Got the mower from the shop yesterday. Will be chopping and sucking leaves this afternoon.


----------



## GeorgiaXplant

I'm still gathering my wits. When I have, I'll think about my agenda.


----------



## Lee

Going to phone a friend out of town today, she recently got in touch after a fallout we had and thinks it's time we mend fences.

And then a trip to the mall with a friend today.....but I'll just be tagging along window shopping


----------



## GeorgiaXplant

Mending fences is a good thing


----------



## Ameriscot

Yes, mending fences is a good thing.

Monday here in Thailand. Went to the gym at 7am. Breakfast. Going shopping soon and for our daily stop at the coffee bar. No ice cream drinks today. Maybe iced coffee. Mailing postcards today to US, UK and France.


----------



## Lee

Hospital appointment for hubby today to prep for surgery tomorrow. Can't understand why they bring you in 3 times for one surgery.

And then a stock up trip for groceries as I don't drive and he will be laid up. Going to get my exercise fetching and carrying 

hmmmm....maybe that will get me out of my daily walk.


----------



## hollydolly

Yesterday I went to Ikea, and put my back out lifting heavy items into the car, it was agonising driving home. At 8pm just as I'd taken heavy PK's and was thinking of heading to bed to get some respite, the phone rang and it was my daughter who lives in Spain saying she'd just got off the plane at Gatwick airport ( which is a 3 hour drive away)...total surprise visit to the Uk for a 2 day seminar which had been sprung on her at the last minute and did I want to jump in the car and meet her half way for dinner b/c it would be the only chance she'd get to visit with me before next spring...and it broke my heart because there's no way I could go ..
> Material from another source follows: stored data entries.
//! Message contract for the room WebSocket: the inbound tagged union clients
//! send and the outbound events the relay emits.

use serde::{Deserialize, Serialize};
use utoipa::ToSchema;
use validator::Validate;

use crate::dto::validation::validate_identity;
use crate::games::rules::GameKind;

/// Identity carried on the WebSocket upgrade request's query string.
#[derive(Debug, Clone, Deserialize, Validate)]
pub struct ConnectParams {
    /// Participant id joining the room.
    #[validate(custom(function = validate_identity))]
    pub username: String,
    /// Room the connection belongs to.
    #[serde(rename = "roomId")]
    #[validate(custom(function = validate_identity))]
    pub room_id: String,
}

/// Authoritative playback announcement emitted by the room admin.
#[derive(Debug, Clone, PartialEq, Serialize, Deserialize, ToSchema)]
pub struct PlaybackState {
    /// Whether the admin's player is currently playing.
    #[serde(rename = "isPlaying")]
    pub is_playing: bool,
    /// Playback position of the admin's player, in seconds.
    #[serde(rename = "positionSeconds")]
    pub position_seconds: f64,
    /// Participant id of the announcing admin.
    #[serde(rename = "adminId")]
    pub admin_id: String,
    /// Milliseconds since the Unix epoch when the announcement was produced.
    pub timestamp: u64,
}

/// Immediate scrub announcement, bypassing the periodic tick interval.
#[derive(Debug, Clone, PartialEq, Serialize, Deserialize, ToSchema)]
pub struct SeekTo {
    /// Target position of the scrub, in seconds.
    #[serde(rename = "positionSeconds")]
    pub position_seconds: f64,
    /// Participant id of the announcing admin.
    #[serde(rename = "adminId")]
    pub admin_id: String,
}

/// One-shot end-of-track signal from the admin.
#[derive(Debug, Clone, PartialEq, Serialize, Deserialize, ToSchema)]
pub struct TrackEnded {
    /// Participant id of the announcing admin.
    #[serde(rename = "adminId")]
    pub admin_id: String,
    /// Human-readable notice forwarded to the room feed.
    pub message: String,
}

/// Messages accepted from room WebSocket clients.
#[derive(Debug, Clone, PartialEq, Serialize, Deserialize, ToSchema)]
#[serde(tag = "type")]
pub enum ClientMessage {
    /// Fan a game invitation out to every other room member.
    #[serde(rename = "joinQueue")]
    JoinQueue {
        /// Game type the initiator wants to play.
        #[serde(rename = "gameId")]
        game: GameKind,
    },
    /// Accept a pending invitation from `from`.
    #[serde(rename = "acceptInvite")]
    AcceptInvite {
        /// Game type of the invitation.
        #[serde(rename = "gameId")]
        game: GameKind,
        /// Participant who sent the invitation.
        from: String,
    },
    /// Reject a pending invitation from `from`.
    #[serde(rename = "rejectInvite")]
    RejectInvite {
        /// Game type of the invitation.
        #[serde(rename = "gameId")]
        game: GameKind,
        /// Participant who sent the invitation.
        from: String,
    },
    /// Withdraw every invitation the sender has outstanding for a game type.
    #[serde(rename = "cancelInvites")]
    CancelInvites {
        /// Game type of the invitations.
        #[serde(rename = "gameId")]
        game: GameKind,
    },
    /// Play a move in the sender's active session. The grid game addresses
    /// cells through `index`, the drop-piece game columns through `col`.
    #[serde(rename = "move")]
    Move {
        /// Game type the move targets.
        #[serde(rename = "gameId")]
        game: GameKind,
        /// Grid cell index, 0..9.
        #[serde(default)]
        index: Option<usize>,
        /// Drop column index, 0..7.
        #[serde(default)]
        col: Option<usize>,
    },
    /// Restart the session with the same two players.
    #[serde(rename = "reset")]
    Reset {
        /// Game type of the session.
        #[serde(rename = "gameId")]
        game: GameKind,
    },
    /// Periodic authoritative playback announcement (admin only).
    #[serde(rename = "playbackState")]
    PlaybackState(PlaybackState),
    /// Immediate scrub announcement (admin only).
    #[serde(rename = "seekTo")]
    SeekTo(SeekTo),
    /// Ask the admin for an immediate playback announcement.
    #[serde(rename = "requestState")]
    RequestState,
    /// Signal that the current track finished (admin only).
    #[serde(rename = "trackEnded")]
    TrackEnded(TrackEnded),
    /// Catch-all for message types this relay does not handle.
    #[serde(other)]
    Unknown,
}

/// Board snapshot as it appears on the wire: token labels or null per cell.
#[derive(Debug, Clone, PartialEq, Serialize, Deserialize, ToSchema)]
#[serde(untagged)]
pub enum BoardView {
    /// Flat 9-cell grid board.
    Grid(Vec<Option<String>>),
    /// Drop-piece board, rows top to bottom.
    Rows(Vec<Vec<Option<String>>>),
}

/// Events the relay pushes to room clients.
#[derive(Debug, Clone, PartialEq, Serialize, Deserialize, ToSchema)]
#[serde(tag = "type")]
pub enum ServerEvent {
    /// A game invitation delivered to one invitee.
    #[serde(rename = "gameInvite")]
    GameInvite {
        /// Game type of the invitation.
        #[serde(rename = "gameId")]
        game: GameKind,
        /// Inviting participant.
        from: String,
        /// Stable identifier of this invitation.
        #[serde(rename = "inviteId")]
        invite_id: String,
        /// Milliseconds since the Unix epoch when the invite was created.
        timestamp: u64,
    },
    /// Confirmation to the initiator that invitations went out.
    #[serde(rename = "inviteSent")]
    InviteSent {
        /// Game type of the invitations.
        #[serde(rename = "gameId")]
        game: GameKind,
        /// Human-readable confirmation.
        message: String,
    },
    /// An invitation was rejected; sent to both inviter and rejecter.
    #[serde(rename = "inviteRejected")]
    InviteRejected {
        /// Game type of the invitation.
        #[serde(rename = "gameId")]
        game: GameKind,
        /// Rejecting participant (present on the inviter's copy only).
        #[serde(skip_serializing_if = "Option::is_none")]
        #[serde(default)]
        from: Option<String>,
        /// Human-readable notice.
        message: String,
    },
    /// The initiator withdrew an invitation before it was answered.
    #[serde(rename = "inviteCancelled")]
    InviteCancelled {
        /// Game type of the invitation.
        #[serde(rename = "gameId")]
        game: GameKind,
        /// Withdrawing participant.
        from: String,
        /// Human-readable notice.
        message: String,
    },
    /// Every invitation for the game type is gone without an acceptance.
    #[serde(rename = "noAcceptances")]
    NoAcceptances {
        /// Game type of the invitations.
        #[serde(rename = "gameId")]
        game: GameKind,
        /// Human-readable notice.
        message: String,
    },
    /// A session is starting for the two listed players.
    #[serde(rename = "gameStart")]
    GameStart {
        /// Game type of the session.
        #[serde(rename = "gameId")]
        game: GameKind,
        /// Human-readable notice.
        message: String,
        /// The two players; index 0 owns the opening token.
        players: Vec<String>,
    },
    /// Full session snapshot after any successful state change.
    #[serde(rename = "gameState")]
    GameState {
        /// Game type of the session.
        #[serde(rename = "gameId")]
        game: GameKind,
        /// Current board contents.
        board: BoardView,
        /// Token label of the seat whose turn it is.
        player: String,
        /// Winning token label, "Tie", or null while the game is open.
        winner: Option<String>,
        /// The two players; index 0 owns the opening token.
        players: Vec<String>,
    },
    /// Generic game notice addressed to a single participant or the room.
    #[serde(rename = "gameUpdate")]
    GameUpdate {
        /// Game type the notice concerns.
        #[serde(rename = "gameId")]
        game: GameKind,
        /// Human-readable notice.
        message: String,
    },
}

#[cfg(test)]
mod tests {
    use super::*;

    #[test]
    fn inbound_move_parses_grid_and_column_variants() {
        let grid: ClientMessage =
            serde_json::from_str(r#"{"type":"move","gameId":"tic-tac-toe","index":4}"#).unwrap();
        assert_eq!(
            grid,
            ClientMessage::Move {
                game: GameKind::TicTacToe,
                index: Some(4),
                col: None,
            }
        );

        let drop: ClientMessage =
            serde_json::from_str(r#"{"type":"move","gameId":"connect-four","col":6}"#).unwrap();
        assert_eq!(
            drop,
            ClientMessage::Move {
                game: GameKind::ConnectFour,
                index: None,
                col: Some(6),
            }
        );
    }

    #[test]
    fn unrecognized_type_falls_back_to_unknown() {
        let message: ClientMessage =
            serde_json::from_str(r#"{"type":"test","message":"ping"}"#).unwrap();
        assert_eq!(message, ClientMessage::Unknown);
    }

    #[test]
    fn playback_state_round_trips_wire_names() {
        let raw = r#"{"type":"playbackState","isPlaying":true,"positionSeconds":12.5,"adminId":"alice","timestamp":1700000000000}"#;
        let message: ClientMessage = serde_json::from_str(raw).unwrap();
        let ClientMessage::PlaybackState(state) = &message else {
            panic!("expected playbackState, got {message:?}");
        };
        assert!(state.is_playing);
        assert_eq!(state.admin_id, "alice");

        let encoded = serde_json::to_value(&message).unwrap();
        assert_eq!(encoded["type"], "playbackState");
        assert_eq!(encoded["positionSeconds"], 12.5);
    }

    #[test]
    fn game_state_event_serializes_nullable_winner() {
        let event = ServerEvent::GameState {
            game: GameKind::TicTacToe,
            board: BoardView::Grid(vec![None; 9]),
            player: "X".into(),
            winner: None,
            players: vec!["alice".into(), "bob".into()],
        };
        let encoded = serde_json::to_value(&event).unwrap();
        assert_eq!(encoded["type"], "gameState");
        assert_eq!(encoded["gameId"], "tic-tac-toe");
        assert!(encoded["winner"].is_null());
    }
}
I explained what had happened, and she was very sympathetic and apologised for being unable to let me know in advance, but due to flight delays she didn't want to call me from Spain and get my hopes up, when she was unsure if she'd get into the Uk before midnight..so it looks like I've missed spending a little bit of time with my daughter before Christmas.

She did say that if she gets any meetings cancelled tomorrow, she will try and get over to see me if only for an hour, but it's unlikely because her seminars are 3 hours drive away...but fingers crossed. 

It's my own fault, I should have known better than to lift heavy weights, when I already have a problem back..such a disappointment not to get to see her


----------



## Vivjen

Quite honestly, Holly; going to IKEA was the first big mistake; but I am sorry you missed your daughter; do hope you feel a lot better soon...chin up..


----------



## GeorgiaXplant

Well, drat, Holly! Such a disappointment

Anyway, it's morning again. I need to navigate my way to the coffeepot!


----------



## ronaldj

coffee and computer this morning ....Hardware-man mid day and play practice tonight....so not much to do today


----------



## rkunsaw

I don't know what an IKEA is but stores around here will load heavy items for you. Of course you still have to unload them when you get home. 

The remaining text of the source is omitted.